Maybe it's a miracle to think about high-tech insulin pumps that patients never need to touch, while doctors control them from thousands of miles away. But what happens when a hacker hijacks that insulin pump — or simply threatens to hijack it, and messages the patient that he'd better pay a ransom to keep it functioning properly? Those runaway gadgets from "The Jetsons" cartoon might not be such a laughing matter in real life.
We already have an Internet of Things — your PC, laptop, tablet, everything already connected to the Internet. What the "IoT" crowd means by "things" is "everything." They want to attach tiny computers and sensors to just about every object in the world, and make them all talk to each other.
"We have everyday objects we've been interacting with for years, and many of these objects are now gaining intelligence and connectivity," said Jason Johnson, leader of the IoT consortium. "We will create this fabric of connected devices."
The back story
The idea of putting little connected computers everywhere, even floating in the air around us, isn't new. You'll find popular references to "ubiquitous computing" nearly 20 years ago. Since then, there has been one failed effort after another to bring James Bond-like automation to our lives. Take the hobbyist X-10 technology, which let users turn off household lights via remote control — X-10 gadgets had trouble competing with The Clapper, much less "The Jetsons."
Today, continually shrinking sensors and processors put us on the threshold of the Internet of Things.
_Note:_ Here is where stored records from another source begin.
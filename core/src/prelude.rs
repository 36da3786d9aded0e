use serde::{Deserialize, Serialize};
use std::fmt;
use std::path::PathBuf;

/// Names one of the two element-wise transforms.
#[derive(Debug, Clone, Copy, PartialEq, Eq, Hash, Serialize, Deserialize)]
#[serde(rename_all = "lowercase")]
pub enum Transform {
    Mean,
    Deviation,
}

impl Transform {
    pub const ALL: [Transform; 2] = [Transform::Mean, Transform::Deviation];

    pub fn name(self) -> &'static str {
        match self {
            Transform::Mean => "mean",
            Transform::Deviation => "deviation",
        }
    }
}

impl fmt::Display for Transform {
    fn fmt(&self, f: &mut fmt::Formatter<'_>) -> fmt::Result {
        f.write_str(self.name())
    }
}

/// Common error type for fixture loading and verification.
///
/// The transforms themselves are infallible.
#[derive(thiserror::Error, Debug)]
pub enum StatsError {
    #[error("reading fixture {path}: {source}")]
    Io {
        path: PathBuf,
        #[source]
        source: std::io::Error,
    },
    #[error("parsing fixture {path}: {source}")]
    Parse {
        path: PathBuf,
        #[source]
        source: serde_json::Error,
    },
    #[error("{transform} length mismatch: expected {expected}, got {actual}")]
    LengthMismatch {
        transform: Transform,
        expected: usize,
        actual: usize,
    },
    #[error(
        "{transform}[{index}] mismatch: expected {expected}, got {actual} (tolerance {tolerance})"
    )]
    ValueMismatch {
        transform: Transform,
        index: usize,
        expected: f64,
        actual: f64,
        tolerance: f64,
    },
    #[error("invalid tolerance: {0}")]
    InvalidTolerance(f64),
}

pub type StatsResult<T> = Result<T, StatsError>;
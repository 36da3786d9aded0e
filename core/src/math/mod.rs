pub mod activation;
pub mod stats;

pub use activation::{sigmoid, softplus};
pub use stats::{StatisticsReport, VectorStatistics};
In fact, some of this futuristic wizardry already has a devoted following. Members of the burgeoning Quantified Self movement use iPhones and wearable sensors like Fitbit to measure their heart rate, blood pressure and sleep patterns, upload that data into spreadsheets, sometimes even share it automatically via Twitter and Facebook. They use the data to find the optimal temperature to go for a run, or the best humidity conditions in which to sleep.
The Fitbit system combines wireless trackers, a Wi-Fi smart scale, smartphone apps and cloud-based information management to help people keep in shape.
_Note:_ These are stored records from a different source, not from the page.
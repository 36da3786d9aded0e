pub mod log;

pub use self::log::LogManager;
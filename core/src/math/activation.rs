//! Scalar activations behind the vector transforms.
//!
//! Both functions are rearranged so that `exp` only ever sees a non-positive
//! argument. The literal forms `1 / (1 + 1 / exp(x))` and `ln(1 + exp(x))`
//! overflow once `x` passes ~709; these agree with them to rounding error
//! everywhere the literal forms are finite.

/// Logistic sigmoid: σ(x) = 1 / (1 + e^(-x)).
///
/// `sigmoid(+inf) == 1.0`, `sigmoid(-inf) == 0.0`, NaN propagates.
#[inline]
pub fn sigmoid(x: f64) -> f64 {
    if x >= 0.0 {
        1.0 / (1.0 + (-x).exp())
    } else {
        let e = x.exp();
        e / (1.0 + e)
    }
}

/// Softplus: ln(1 + e^x), evaluated as `max(x, 0) + ln(1 + e^(-|x|))`.
///
/// `softplus(+inf) == +inf`, `softplus(-inf) == 0.0`, NaN propagates.
#[inline]
pub fn softplus(x: f64) -> f64 {
    x.max(0.0) + (-x.abs()).exp().ln_1p()
}
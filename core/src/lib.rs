//! Vector statistics for NTM memory addressing.
//!
//! Provides the element-wise "mean" (logistic sigmoid) and "deviation"
//! (one plus softplus) activations consumed by the addressing controller,
//! along with reference fixtures for checking results within tolerance.

pub mod math;
pub mod prelude;
pub mod reference;
pub mod telemetry;

pub use math::{StatisticsReport, VectorStatistics};
pub use prelude::{StatsError, StatsResult, Transform};
pub use reference::ReferenceCase;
Advanced medicine also already employs many of these technologies. For instance, probes with cameras work their way through our circulatory systems into our hearts, sending back detailed pictures to doctors who can make repairs in minutes in situations that would previously proved fatal.
When that kind of technology inevitably gets cheap — when our pens, cars, toilets and everything else can see and hear us — many exciting notions become possible. You might never run out of toilet paper, for example. At the same time, you might share uncomfortably up-to-date health information with your doctor.
What could go wrong?
But anyone who's every suffered a dropped phone call, gotten bad directions from a GPS, or even had a printer jam will realize that technology lets us down as often as it lifts us up. So aren't we setting ourselves up for gadget failure hell?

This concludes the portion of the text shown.